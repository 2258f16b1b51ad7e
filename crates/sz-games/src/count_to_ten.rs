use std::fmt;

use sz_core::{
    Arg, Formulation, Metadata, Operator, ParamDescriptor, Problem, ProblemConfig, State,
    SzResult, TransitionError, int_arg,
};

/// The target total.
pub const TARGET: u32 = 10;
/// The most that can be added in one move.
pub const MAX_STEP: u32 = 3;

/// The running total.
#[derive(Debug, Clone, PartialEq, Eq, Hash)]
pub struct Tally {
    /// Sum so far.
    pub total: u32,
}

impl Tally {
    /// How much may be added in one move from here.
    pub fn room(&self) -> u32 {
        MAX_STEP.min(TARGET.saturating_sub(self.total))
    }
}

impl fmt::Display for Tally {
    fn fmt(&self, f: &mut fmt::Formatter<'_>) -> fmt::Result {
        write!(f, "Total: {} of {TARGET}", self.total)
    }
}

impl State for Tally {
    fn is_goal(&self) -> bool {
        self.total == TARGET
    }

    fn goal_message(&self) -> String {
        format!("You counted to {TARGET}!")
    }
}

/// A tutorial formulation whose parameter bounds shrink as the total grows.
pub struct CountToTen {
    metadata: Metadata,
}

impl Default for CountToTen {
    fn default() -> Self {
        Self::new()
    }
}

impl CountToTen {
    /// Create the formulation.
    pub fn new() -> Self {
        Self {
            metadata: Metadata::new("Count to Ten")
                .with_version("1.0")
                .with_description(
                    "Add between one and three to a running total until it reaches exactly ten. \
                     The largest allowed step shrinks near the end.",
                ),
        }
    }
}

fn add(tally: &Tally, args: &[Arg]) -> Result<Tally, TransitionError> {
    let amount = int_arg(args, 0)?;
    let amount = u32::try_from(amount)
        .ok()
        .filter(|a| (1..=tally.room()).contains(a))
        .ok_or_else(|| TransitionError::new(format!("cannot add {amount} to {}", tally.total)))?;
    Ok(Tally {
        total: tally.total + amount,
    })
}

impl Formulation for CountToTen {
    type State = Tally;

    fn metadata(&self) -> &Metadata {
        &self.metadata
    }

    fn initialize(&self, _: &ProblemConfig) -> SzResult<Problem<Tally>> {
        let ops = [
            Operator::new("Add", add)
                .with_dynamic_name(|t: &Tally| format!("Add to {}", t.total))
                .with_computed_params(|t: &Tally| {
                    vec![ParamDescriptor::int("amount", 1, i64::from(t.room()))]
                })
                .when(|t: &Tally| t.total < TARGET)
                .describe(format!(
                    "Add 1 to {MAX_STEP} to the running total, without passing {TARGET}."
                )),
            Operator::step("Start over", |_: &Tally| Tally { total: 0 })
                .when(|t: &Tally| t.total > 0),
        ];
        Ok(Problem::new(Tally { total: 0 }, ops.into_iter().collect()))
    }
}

---

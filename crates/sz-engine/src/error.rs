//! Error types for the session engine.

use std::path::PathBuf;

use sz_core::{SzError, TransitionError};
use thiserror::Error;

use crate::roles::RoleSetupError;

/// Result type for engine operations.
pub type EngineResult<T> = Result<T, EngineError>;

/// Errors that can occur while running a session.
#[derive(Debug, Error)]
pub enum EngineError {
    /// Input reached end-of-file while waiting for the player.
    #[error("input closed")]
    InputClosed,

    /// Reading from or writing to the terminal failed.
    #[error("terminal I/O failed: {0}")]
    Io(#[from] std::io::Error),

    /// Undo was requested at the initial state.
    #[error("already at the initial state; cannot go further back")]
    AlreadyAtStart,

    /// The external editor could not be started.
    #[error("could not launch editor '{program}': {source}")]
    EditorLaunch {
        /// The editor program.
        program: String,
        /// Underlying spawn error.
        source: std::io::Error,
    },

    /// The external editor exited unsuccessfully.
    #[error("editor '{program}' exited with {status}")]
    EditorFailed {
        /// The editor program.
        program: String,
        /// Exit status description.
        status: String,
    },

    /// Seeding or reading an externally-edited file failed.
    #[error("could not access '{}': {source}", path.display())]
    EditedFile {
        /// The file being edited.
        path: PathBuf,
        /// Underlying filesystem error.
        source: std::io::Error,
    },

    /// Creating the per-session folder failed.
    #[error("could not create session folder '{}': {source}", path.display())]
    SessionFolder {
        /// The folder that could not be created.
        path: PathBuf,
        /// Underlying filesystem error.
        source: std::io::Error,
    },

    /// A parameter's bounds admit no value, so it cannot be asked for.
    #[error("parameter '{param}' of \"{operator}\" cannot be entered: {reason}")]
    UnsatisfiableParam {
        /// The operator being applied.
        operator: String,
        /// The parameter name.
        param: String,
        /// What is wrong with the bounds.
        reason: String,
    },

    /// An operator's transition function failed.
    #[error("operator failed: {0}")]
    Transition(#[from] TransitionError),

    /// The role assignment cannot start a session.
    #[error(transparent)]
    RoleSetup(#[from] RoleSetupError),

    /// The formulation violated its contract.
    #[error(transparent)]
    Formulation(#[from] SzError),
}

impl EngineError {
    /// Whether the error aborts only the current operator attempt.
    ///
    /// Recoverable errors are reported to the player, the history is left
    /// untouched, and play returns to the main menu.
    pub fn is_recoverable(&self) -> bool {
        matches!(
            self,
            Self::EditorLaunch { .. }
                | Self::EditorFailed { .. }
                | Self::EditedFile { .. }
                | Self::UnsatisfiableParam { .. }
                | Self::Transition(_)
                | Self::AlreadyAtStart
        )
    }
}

--

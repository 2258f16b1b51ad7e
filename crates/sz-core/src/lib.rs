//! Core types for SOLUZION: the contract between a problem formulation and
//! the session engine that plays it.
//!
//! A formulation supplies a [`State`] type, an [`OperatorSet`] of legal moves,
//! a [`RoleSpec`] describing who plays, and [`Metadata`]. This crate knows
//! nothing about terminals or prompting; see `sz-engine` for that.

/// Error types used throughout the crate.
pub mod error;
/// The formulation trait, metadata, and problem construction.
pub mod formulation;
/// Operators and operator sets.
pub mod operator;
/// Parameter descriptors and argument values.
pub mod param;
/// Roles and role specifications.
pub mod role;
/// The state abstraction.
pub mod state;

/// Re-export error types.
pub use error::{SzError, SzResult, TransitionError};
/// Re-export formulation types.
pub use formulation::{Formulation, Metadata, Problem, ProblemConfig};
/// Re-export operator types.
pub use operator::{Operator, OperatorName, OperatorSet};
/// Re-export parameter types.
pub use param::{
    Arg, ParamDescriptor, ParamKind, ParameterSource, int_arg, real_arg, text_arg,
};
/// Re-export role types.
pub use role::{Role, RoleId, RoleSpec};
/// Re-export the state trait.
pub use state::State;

### [WHAT TO PRODUCE]
Take exactly the lines from the one containing "The running total." through the one containing "pub struct CountToTen" in the data above, and output them with nothing added.

### [THE COMPLETED TASK]
/// The running total.
#[derive(Debug, Clone, PartialEq, Eq, Hash)]
pub struct Tally {
    /// Sum so far.
    pub total: u32,
}

impl Tally {
    /// How much may be added in one move from here.
    pub fn room(&self) -> u32 {
        MAX_STEP.min(TARGET.saturating_sub(self.total))
    }
}

impl fmt::Display for Tally {
    fn fmt(&self, f: &mut fmt::Formatter<'_>) -> fmt::Result {
        write!(f, "Total: {} of {TARGET}", self.total)
    }
}

impl State for Tally {
    fn is_goal(&self) -> bool {
        self.total == TARGET
    }

    fn goal_message(&self) -> String {
        format!("You counted to {TARGET}!")
    }
}

/// A tutorial formulation whose parameter bounds shrink as the total grows.
pub struct CountToTen {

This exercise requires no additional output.